Data Warehouse Appliances for Mesh Analysis

2010-01-07 io mesh pub

In the Storage Intensive Computing Architectures for In-situ Data Analysis (SICAIDA), we looked at multiple ways to use data warehouse applicances to perform mesh-based analytic. We ported mesh analytics to Netezza (Mustang and TwinFin), XtremeData dbX (1008 and 1017), LexisNexis (DAS-20 and DAS-60), and Hadoop (Local and Amazon Cloud). In the end, Hadoop gave us the most flexibility at the lowest cost.

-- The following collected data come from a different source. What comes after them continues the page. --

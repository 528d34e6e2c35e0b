//! Core data types for squash
//!
//! Assets are owned by the host's asset store; the types here are the
//! snapshots and patches that flow between that store and a compression pass.

use bytes::Bytes;
#[cfg(feature = "serde")]
use serde::{Deserialize, Serialize};
use std::collections::BTreeMap;
use std::time::Duration;

/// Tuning options handed to a compression algorithm.
///
/// The map is ordered by key, so serializing it is deterministic across runs.
pub type CompressionOptions = serde_json::Map<String, serde_json::Value>;

/// Materialized output representation of an asset's content
#[derive(Debug, Clone, PartialEq, Eq, Default)]
#[cfg_attr(feature = "serde", derive(Serialize, Deserialize))]
pub struct RawSource {
    buffer: Bytes,
}

impl RawSource {
    /// Wrap a byte buffer
    pub fn new(buffer: impl Into<Bytes>) -> Self {
        Self {
            buffer: buffer.into(),
        }
    }

    /// Get a cheap handle to the underlying buffer
    pub fn buffer(&self) -> Bytes {
        self.buffer.clone()
    }

    /// Borrow the content
    pub fn as_bytes(&self) -> &[u8] {
        &self.buffer
    }

    /// Content length in bytes
    pub fn size(&self) -> usize {
        self.buffer.len()
    }

    /// Check whether the content is empty
    pub fn is_empty(&self) -> bool {
        self.buffer.is_empty()
    }
}

impl From<Bytes> for RawSource {
    fn from(buffer: Bytes) -> Self {
        Self { buffer }
    }
}

impl From<Vec<u8>> for RawSource {
    fn from(buffer: Vec<u8>) -> Self {
        Self::new(buffer)
    }
}

impl From<&'static [u8]> for RawSource {
    fn from(buffer: &'static [u8]) -> Self {
        Self::new(Bytes::from_static(buffer))
    }
}

/// Metadata record attached to an asset
#[derive(Debug, Clone, Default, PartialEq, Eq)]
#[cfg_attr(feature = "serde", derive(Serialize, Deserialize))]
pub struct AssetInfo {
    /// The asset is the output of a compression pass
    pub compressed: bool,
    /// The asset name is content-addressed and may be cached forever
    pub immutable: bool,
    /// Relation kind to related asset name
    pub related: BTreeMap<String, String>,
}

impl AssetInfo {
    /// Info for a freshly compressed asset
    pub fn compressed() -> Self {
        Self {
            compressed: true,
            ..Self::default()
        }
    }

    /// Mark the asset immutable
    pub fn with_immutable(mut self, immutable: bool) -> Self {
        self.immutable = immutable;
        self
    }

    /// Add a relation
    pub fn with_related(mut self, kind: impl Into<String>, name: impl Into<String>) -> Self {
        self.related.insert(kind.into(), name.into());
        self
    }

    /// Look up the asset related under `kind`
    pub fn related(&self, kind: &str) -> Option<&str> {
        self.related.get(kind).map(String::as_str)
    }

    /// Merge a patch into this record
    pub fn apply(&mut self, patch: &AssetInfoPatch) {
        for (kind, target) in &patch.related {
            match target {
                Some(name) => {
                    self.related.insert(kind.clone(), name.clone());
                }
                None => {
                    self.related.remove(kind);
                }
            }
        }
    }
}

/// Partial update for an [`AssetInfo`]
#[derive(Debug, Clone, Default, PartialEq, Eq)]
pub struct AssetInfoPatch {
    /// Relations to set (`Some`) or clear (`None`)
    pub related: BTreeMap<String, Option<String>>,
}

impl AssetInfoPatch {
    /// Create an empty patch
    pub fn new() -> Self {
        Self::default()
    }

    /// Link `kind` to `name`
    pub fn relate(mut self, kind: impl Into<String>, name: impl Into<String>) -> Self {
        self.related.insert(kind.into(), Some(name.into()));
        self
    }

    /// Clear the relation under `kind`
    pub fn unrelate(mut self, kind: impl Into<String>) -> Self {
        self.related.insert(kind.into(), None);
        self
    }

    /// Check if the patch changes nothing
    pub fn is_empty(&self) -> bool {
        self.related.is_empty()
    }
}

/// Snapshot of a named asset read from the asset store
#[derive(Debug, Clone, PartialEq, Eq)]
pub struct Asset {
    /// Unique path-like name
    pub name: String,
    /// Content
    pub source: RawSource,
    /// Metadata
    pub info: AssetInfo,
}

impl Asset {
    /// Create an asset with default metadata
    pub fn new(name: impl Into<String>, source: impl Into<RawSource>) -> Self {
        Self {
            name: name.into(),
            source: source.into(),
            info: AssetInfo::default(),
        }
    }

    /// Replace the metadata
    pub fn with_info(mut self, info: AssetInfo) -> Self {
        self.info = info;
        self
    }
}

/// Path components of an asset name, as seen by filename templates
#[derive(Debug, Clone, PartialEq, Eq)]
#[cfg_attr(feature = "serde", derive(Serialize, Deserialize))]
pub struct PathData {
    /// The full asset name
    pub filename: String,
    /// Name without query and fragment
    pub file: String,
    /// Query including the leading `?`, or empty
    pub query: String,
    /// Fragment including the leading `#`, or empty
    pub fragment: String,
    /// Directory part with trailing `/`, or empty
    pub path: String,
    /// Last path segment
    pub base: String,
    /// Last path segment without extension
    pub name: String,
    /// Extension including the leading `.`, or empty
    pub ext: String,
}

impl PathData {
    /// Split an asset name into its path components
    pub fn from_filename(filename: &str) -> Self {
        let path_end = filename.find(&['?', '#'][..]).unwrap_or(filename.len());
        let (file, rest) = filename.split_at(path_end);
        let (query, fragment) = if rest.starts_with('?') {
            let query_end = rest.find('#').unwrap_or(rest.len());
            rest.split_at(query_end)
        } else {
            ("", rest)
        };

        let base = file.rsplit('/').next().unwrap_or(file);
        let ext = extension_of(base);
        let name = &base[..base.len() - ext.len()];
        let path = &file[..file.len() - base.len()];

        Self {
            filename: filename.to_string(),
            file: file.to_string(),
            query: query.to_string(),
            fragment: fragment.to_string(),
            path: path.to_string(),
            base: base.to_string(),
            name: name.to_string(),
            ext: ext.to_string(),
        }
    }
}

/// Extension of a path segment including the dot; a leading dot is not an extension
pub fn extension_of(base: &str) -> &str {
    match base.rfind('.') {
        Some(0) | None => "",
        Some(index) => &base[index..],
    }
}

/// Statistics for one compression pass
#[derive(Debug, Clone, Default, PartialEq)]
#[cfg_attr(feature = "serde", derive(Serialize, Deserialize))]
pub struct PassStats {
    /// Assets that passed the rule matcher
    pub assets_matched: u64,
    /// Derived assets emitted
    pub assets_emitted: u64,
    /// Assets whose compressed form was rejected by the ratio policy
    pub assets_rejected: u64,
    /// Assets skipped (below threshold or already processed)
    pub assets_skipped: u64,
    /// Assets that failed with a recorded error
    pub assets_failed: u64,
    /// Algorithm invocations
    pub compressions: u64,
    /// Compressions avoided thanks to the cache
    pub cache_hits: u64,
    /// Original bytes of compressed assets
    pub bytes_in: u64,
    /// Compressed bytes of emitted assets
    pub bytes_out: u64,
    /// Wall time of the pass
    pub duration: Duration,
}

impl PassStats {
    /// Create a new empty statistics instance
    pub fn new() -> Self {
        Self::default()
    }

    /// Overall compressed/original ratio of emitted assets
    pub fn compression_ratio(&self) -> f64 {
        if self.bytes_in == 0 {
            1.0
        } else {
            self.bytes_out as f64 / self.bytes_in as f64
        }
    }

    /// Bytes saved by emitted assets
    pub fn bytes_saved(&self) -> u64 {
        self.bytes_in.saturating_sub(self.bytes_out)
    }

    /// Merge statistics from another instance
    pub fn merge(&mut self, other: &PassStats) {
        self.assets_matched += other.assets_matched;
        self.assets_emitted += other.assets_emitted;
        self.assets_rejected += other.assets_rejected;
        self.assets_skipped += other.assets_skipped;
        self.assets_failed += other.assets_failed;
        self.compressions += other.compressions;
        self.cache_hits += other.cache_hits;
        self.bytes_in += other.bytes_in;
        self.bytes_out += other.bytes_out;
        self.duration += other.duration;
    }
}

We wrote a paper about it for HICs, and then reported on a broader study in the SAND2010-7471 technical report.

Abstract

As scientific computing users migrate to petaflop platforms that promise to generate multi-terabyte datasets, there is a growing need in the community to be able to embed sophisticated data analysis algorithms in the storage systems for the computing platforms. Data Warehouse Appliances (DWAs) are an attractive option for this work, due to their ability to process massive datasets efficiently. While DWAs have been proven effective in data mining and informatics applications, there are relatively few examples of how DWAs can be integrated into the scientific computing workflow. In this paper we present our experiences in adapting two mesh analysis algorithms to function on two different DWAs: a SQL-based Netezza database appliance and a Map/Reduce-based Hadoop cluster. The main contribution of this work is insight into the differences between the two platforms' programming environments. In addition, we present performance measurements for entry-level DWAs to help provide a first-order comparison of the hardware.

Publications

HICS Paper Craig Ulmer, Greg Bayer, Yung Ryn Choe, and Diana Roe, "Exploring Data Warehouse Appliances for Mesh Analysis Applications", Hawaii International Conference on System Sciences 2010.
SAND Report Craig Ulmer, Greg Bayer, Yung Ryn Choe, and Diana Roe, "Scientific Data Analysis on Data-Parallel Platforms", Sandia Report SAND2010-7471.